Analysis of Local Electricity Markets as a Platform to Modernise Consumer and Grid Interaction

Mukund Wadhwa’s thesis, ‘Analysis of Local Electricity Markets in Germany using Simulation’, completed in June 2020 in the scope of a Masters program in sustainable systems engineering at the University of Freiburg, explores local electricity markets using Grid Singularity’s D3A simulation tool, within the bounds of the German energy and regulatory system. This article explains the Local Electricity Market (LEM) concept and its benefits to the broader, interested public by discussing Mukund’s research results, in an interview led by Grid Singularity’s Colin Andrews.

Evaluating the Impact of Local Electricity Markets

The grid as it exists today was designed for energy to flow in one direction — from large producers to final consumers like you and me. Local electricity markets (LEMs) empower the consumer to take control of their energy footprint, allowing the exchange of locally produced energy among members of a community, improving community self-sufficiency (share of locally procured energy) and reducing energy bills.

Without LEMs, surplus energy produced by a solar panel (PV) on a rooftop is sent back to the grid, and the producer receives a relatively small fixed feed-in tariff (financial reward for providing excess energy) based on multiple year contracts with a single energy retailer. Switching electricity providers can be a hassle, taking significant time and effort for the consumer relative to any potential cost savings, and therefore doesn’t happen often. This makes it difficult for consumer choice to reflect price and energy preferences, for example by choosing an energy retailer that uses a higher mix of renewable sources.

Local energy markets can be designed to grant consumers the choice of the source and price of their electricity. In such a marketplace, prosumers (energy consumers who also produce some electricity) can buy and sell energy in an open marketplace, where their neighbours, nearby communities, and the energy retailer compete to provide and consume energy at a market price. To illustrate this open marketplace, Mukund asks us to imagine a community of ten houses, four of which have rooftop PVs. Under the current grid structure, each house buys electricity from the energy retailer at a fixed price (30 EURcents per kWh) and the prosumers would sell their excess generation to the grid at a fixed feed-in tariff (12 EURcents per kWh). With a LEM, prosumers have the ability to sell that excess generation to their neighbours at a price higher than the fixed feed-in tariff but lower than the energy retailer rate (for example, 18 EURcents per kWh). Ultimately, prosumers receive more value for the energy they produce, and local consumers receive energy at a price lower than the energy retailer’s rate, reducing the energy bill for both parties, even generating additional revenue for the prosumer.

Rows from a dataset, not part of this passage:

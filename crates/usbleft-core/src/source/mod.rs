mod pcap;

pub use pcap::PcapFileSource;

use thiserror::Error;

/// One decoded USB event, read-only to the extractor.
///
/// `captured_payload` and `fragment` are payload bytes already isolated by
/// the dissection layer; when neither is present the extractor falls back to
/// slicing `frame` at the declared header length.
#[derive(Debug, Clone)]
pub struct UsbEvent {
    /// 1-based capture record index, monotonically increasing.
    pub frame_number: u64,
    /// Capture timestamp in seconds since epoch, when the format reports one.
    pub ts: Option<f64>,
    /// Sending endpoint label (`bus.device.endpoint` or `host`).
    pub src: String,
    /// Receiving endpoint label.
    pub dst: String,
    /// Protocol-declared payload length, 0 if absent.
    pub data_length: u32,
    /// Payload offset within `frame`, when the capture header reports it.
    pub header_len: Option<u32>,
    /// Total captured frame length in bytes.
    pub frame_len: u32,
    /// Full captured frame bytes.
    pub frame: Vec<u8>,
    /// Payload isolated by the dissector's primary payload field.
    pub captured_payload: Option<Vec<u8>>,
    /// Payload isolated via a secondary fragment field.
    pub fragment: Option<Vec<u8>>,
}

/// Ordered stream of decoded USB events plus an end-of-capture signal
/// (`Ok(None)`).
pub trait EventSource {
    fn next_event(&mut self) -> Result<Option<UsbEvent>, SourceError>;
}

#[derive(Debug, Error)]
pub enum SourceError {
    #[error("I/O error: {0}")]
    Io(#[from] std::io::Error),
    #[error("PCAP parse error: {0}")]
    Pcap(String),
}
//! USBPcap record header decoding.
//!
//! Every record in a LINKTYPE_USBPCAP capture starts with a little-endian
//! pseudo-header describing the transfer; leftover application data follows
//! at the offset the header itself declares. The fixed portion is 27 bytes;
//! control transfers append a stage byte, which is why the payload offset is
//! read from the header rather than assumed.
//!
//! Wire-format details are defined in `layout`, safe reads live in `reader`.

pub mod error;
pub mod layout;
pub mod parser;
pub mod reader;

pub use parser::{TransferType, UsbPcapHeader, parse_usbpcap};
use std::env;
use std::process::Command;

fn main() {
    println!("cargo:rerun-if-changed=build.rs");
    println!("cargo:rerun-if-env-changed=GITHUB_SHA");

    let commit = env::var("GITHUB_SHA")
        .ok()
        .filter(|v| !v.is_empty())
        .map(|full| shorten_commit(&full))
        .or_else(|| run_git(&["rev-parse", "--short", "HEAD"]))
        .unwrap_or_else(|| "unknown".to_string());

    let build_date =
        run_git(&["log", "-1", "--format=%cI"]).unwrap_or_else(|| "unknown".to_string());

    println!("cargo:rustc-env=USBLEFT_BUILD_COMMIT={}", commit);
    println!("cargo:rustc-env=USBLEFT_BUILD_DATE={}", build_date);
}

fn run_git(args: &[&str]) -> Option<String> {
    let output = Command::new("git").args(args).output().ok()?;
    if !output.status.success() {
        return None;
    }
    let value = String::from_utf8_lossy(&output.stdout).trim().to_string();
    if value.is_empty() { None } else { Some(value) }
}

fn shorten_commit(full: &str) -> String {
    full.chars().take(7).collect()
}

Energy retailers and grid operators also stand to benefit from LEMs. The introduction of distributed energy resources (DERs) like solar panels and electric vehicles has introduced complexity to grid management. Energy retailers and grid operators rely on standard load profiles to model home energy usage and estimate the amount of energy required to supply and balance the grid. The less predictable generation of home solar panels, demand of electric vehicles and needs of other DERs can cause wild swings in demand, from a high demand at night when there is no natural light, to a negative demand during the day when there is excess production from solar. This can require energy retailers to ramp up or down production of energy quickly to balance supply to demand, or grid operators to invest in grid infrastructure such as extra transmission line capacity, just to meet the higher usage peaks. LEMs help to solve this problem for energy retailers and other grid management entities by offering flexibility services and the opportunity for new business models. Excess production that would cause a negative peak in the grid can instead fulfil local demand first, smoothing the grid demand curve and reducing the need to adjust production (operational costs) or invest in grid infrastructure (capital costs).

Mukund’s research focuses on evaluating different structures of LEMs and the factors that influence the success of individual market participants and the electricity market as a whole. As Mukund explains:

“Variables such as the production and consumption ratio, the trading strategies of market participants, and various pricing and regulatory scenarios can impact the effectiveness of local electricity markets. By incorporating these factors, you can create markets which are highly efficient and fair for all the participants.”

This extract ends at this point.